В результате же происходит смешение самых крайних противоположностей:
а) Слепая инстинктивность мгновения, находящая себе выражение в аффекте и в произволе «я так хочу», непроницаемая витальная сила жизни самой по себе и упоения жизнью (не знающего верности и формовки, и не имеющего образующего действия на дальнейшее существование) противостоят объективно столь же иррациональному, возводящему свою действительность из истока свободы, внутренне связному в себе и ничего не забывающему; тогда то, что объективно кажется произволом, заключено на самом деле в рамку последовательности такой жизни, которой знакомо сознание вечной достоверности, в противоположность преходящему упоению в мнимой достоверности мгновенного удовлетворения.
б) Если кто-нибудь говорит о другом человеке: он всегда говорит о самом себе, даже если обсуждает деловые проблемы, то это может иметь два значения: упрек в том, что человека не покидает эгоцентрическая заинтересованность эмпирической индивидуальности; или же самое искреннее согласие с ним, ибо он говорит только истинно и обязательно, а значит, - из глубины своей экзистенции. То, что кто-нибудь придает бесконечно большое значение самому себе, может означать суетную замкнутость в тесноте своей эмпирической индивидуальности или же то, от чего для нас все и зависит в решающей степени: тревога о своей подлинной самости.
в) В жизни науки к смешениям объективно предрасполагает не исходящая из существа дела, возникающая из посторонних мотивов заинтересованность исследователя в определенном результате и восторженная любовь энтузиаста как основание исследовательской работы. И то, и другое противоположны безличному научному достижению, которое, будучи содержательно пустым, лишь случайно бывает полезным для другого. Дельность идеи, которая, служа некоторой экзистенции, господствует в исследовательской работе, можно спутать с мнимой дельностью, которой ищут для себя лишь как некой «пристройки» в нескончаемых аргументациях, самооправданиях, и в твердых, значимых результатах.
г) Экзистенция имеет абсолютно независимую точку, где она покоится на самой себе (и из которой она необходимо вступает в коммуникацию).
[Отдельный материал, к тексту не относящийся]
//! # liftgl-registry
//!
//! Runs GL String liftovers against a GL Service registry.
//!
//! The registry stores GL Strings under `<namespace>/<version>/<resource-type>` and answers
//! with the URI it stored them under. A liftover request registers the source GL String and
//! the lifted target GL String, and reports both URIs in a [`LiftoverEnvelope`].
//!
//! ## Main Components
//!
//! - **`GlRegistry`**: the registry seam, implemented over HTTP by `RegistryClient`
//! - **`LiftoverService`**: lift, then register source and target
//! - **`LiftoverConfig`**: TOML configuration of a service
//!
//! ## Example
//!
//! ```rust,no_run
//! use liftgl_registry::{LiftoverRequest, LiftoverService};
//!
//! let service = LiftoverService::from_config("liftgl.toml").unwrap();
//! let request = LiftoverRequest::from_glstring("HLA-A*24:03:01", "3.20.0");
//!
//! let envelope = service.run(&request).unwrap();
//! println!("{}", envelope.to_json().unwrap());
//! ```
//!
pub mod client;
pub mod config;
pub mod consts;
pub mod envelope;
pub mod error;
pub mod registry;
pub mod service;
pub mod utils;

// re-export things
pub use client::{RegistryClient, RegistryClientBuilder};
pub use config::*;
pub use envelope::LiftoverEnvelope;
pub use error::*;
pub use registry::*;
pub use service::*;
pub use utils::{GlUri, parse_gl_uri, parse_target_namespace};
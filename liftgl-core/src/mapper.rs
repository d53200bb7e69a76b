use std::borrow::Cow;

use fxhash::FxHashMap as HashMap;
use log::debug;

use crate::errors::{LiftoverError, Result};
use crate::table::AlleleTable;
use crate::tokenizer::{substitute_tokens, tokenize};
use crate::utils::strip_hla_prefix;
use crate::version::VersionKey;

///
/// Replace every allele of a source-version GL String with its stable identifier.
///
/// Every distinct allele is resolved before any output is built, so a single unknown or
/// ambiguous allele fails the whole conversion.
///
/// # Arguments:
/// - `glstring`: GL String of allele names valid in `source`
/// - `source`: the release the allele names come from
/// - `table`: the allele history
///
/// # Returns:
/// - the GL String with the same delimiters and identifiers in place of allele names
///
pub fn to_ids(glstring: &str, source: &VersionKey, table: &AlleleTable) -> Result<String> {
    let column = table
        .column(source)
        .ok_or_else(|| LiftoverError::UnknownVersion(source.label().to_string()))?;

    let mut ids: HashMap<&str, &str> = HashMap::default();
    for allele in tokenize(glstring) {
        let candidates = strip_hla_prefix(allele)
            .map(|name| column.find(name))
            .unwrap_or_default();

        match candidates {
            [id] => {
                ids.insert(allele, id.as_str());
            }
            [] => {
                return Err(LiftoverError::AlleleNotFound {
                    allele: allele.to_string(),
                    version: source.label().to_string(),
                });
            }
            _ => {
                return Err(LiftoverError::AmbiguousAllele {
                    allele: allele.to_string(),
                    ids: candidates.to_vec(),
                });
            }
        }
    }

    let gl_ids = substitute_tokens(glstring, |allele| {
        Cow::Borrowed(ids.get(allele).copied().unwrap_or(allele))
    });
    debug!("IDs = {}", gl_ids);

    Ok(gl_ids)
}
//!
//! IMGT/HLA release versions and the compact keys used as allele history column names.
//!
//! The history file strips the dots from a release and pads the middle field to two digits,
//! so release `3.1.0` is stored in column `3010` and release `3.25.0` in column `3250`.
//!
use std::fmt::{self, Display};
use std::str::FromStr;

use crate::errors::LiftoverError;

#[derive(Debug, Clone, PartialEq, Eq, Hash)]
pub struct VersionKey {
    label: String,
    key: String,
}

impl VersionKey {
    ///
    /// Build a version key from a dotted three-field release such as `3.25.0`.
    ///
    /// # Arguments:
    /// - `version`: the dotted release label
    ///
    /// # Returns:
    /// - the version key, or `InvalidVersion` when the label is not three numeric fields
    ///
    pub fn from_dotted(version: &str) -> Result<Self, LiftoverError> {
        let fields: Vec<&str> = version.trim().split('.').collect();
        if fields.len() != 3
            || fields
                .iter()
                .any(|f| f.is_empty() || !f.chars().all(|c| c.is_ascii_digit()))
        {
            return Err(LiftoverError::InvalidVersion(version.to_string()));
        }

        let key = format!("{}{:0>2}{}", fields[0], fields[1], fields[2]);

        Ok(VersionKey {
            label: version.trim().to_string(),
            key,
        })
    }

    /// The dotted release label, e.g. `3.25.0`.
    pub fn label(&self) -> &str {
        &self.label
    }

    /// The allele history column name, e.g. `3250`.
    pub fn key(&self) -> &str {
        &self.key
    }
}

impl FromStr for VersionKey {
    type Err = LiftoverError;

    fn from_str(s: &str) -> Result<Self, Self::Err> {
        VersionKey::from_dotted(s)
    }
}

impl Display for VersionKey {
    fn fmt(&self, f: &mut fmt::Formatter<'_>) -> fmt::Result {
        write!(f, "{}", self.label)
    }
}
С этим объективно сходствует и может ввести в иллюзию и смешение самоизоляция от других для защиты одной только эмпирической индивидуальности и чувствительности (из которой уже невозможна бывает никакая подлинная коммуникация).
д) Историчная сторона отдельной экзистенции в ее объективной особенности есть явление ее бытия; объективно такая же на вид особенность, как прекрасное, но нескончаемое многообразие, есть предмет прелести, любопытства и наслаждения. Абсолютно историчная экзистенция сжимается, вступая в явление особенного; нескончаемость особенного остается хаотическим рассеянием (Die absolut geschichtliche Existenz kontrahiert sich in der Erscheinung eines Besonderen; die Endlosigkeit des Besonderen bleibt chaotisches Verwehen).
Эти смешения суть примеры сплошь и рядом проявляющейся двусмысленности экзистенции в ее явлении и высказываний о ней. Эту двусмысленность не в силах отменить никакое знание, ее может одолеть только ответственная за себя возможная экзистенция. За эту иллюзию, пусть даже никакой чистый интеллект не может постичь ее и предотвратить ее появление, мы все-таки несем поэтому ответ, как за свою вину. Критическая совесть возможной экзистенции стоит словно между двух миров, которые для одного лишь рассудка кажутся одним миром: между явлением ничтожного и явлением экзистенции.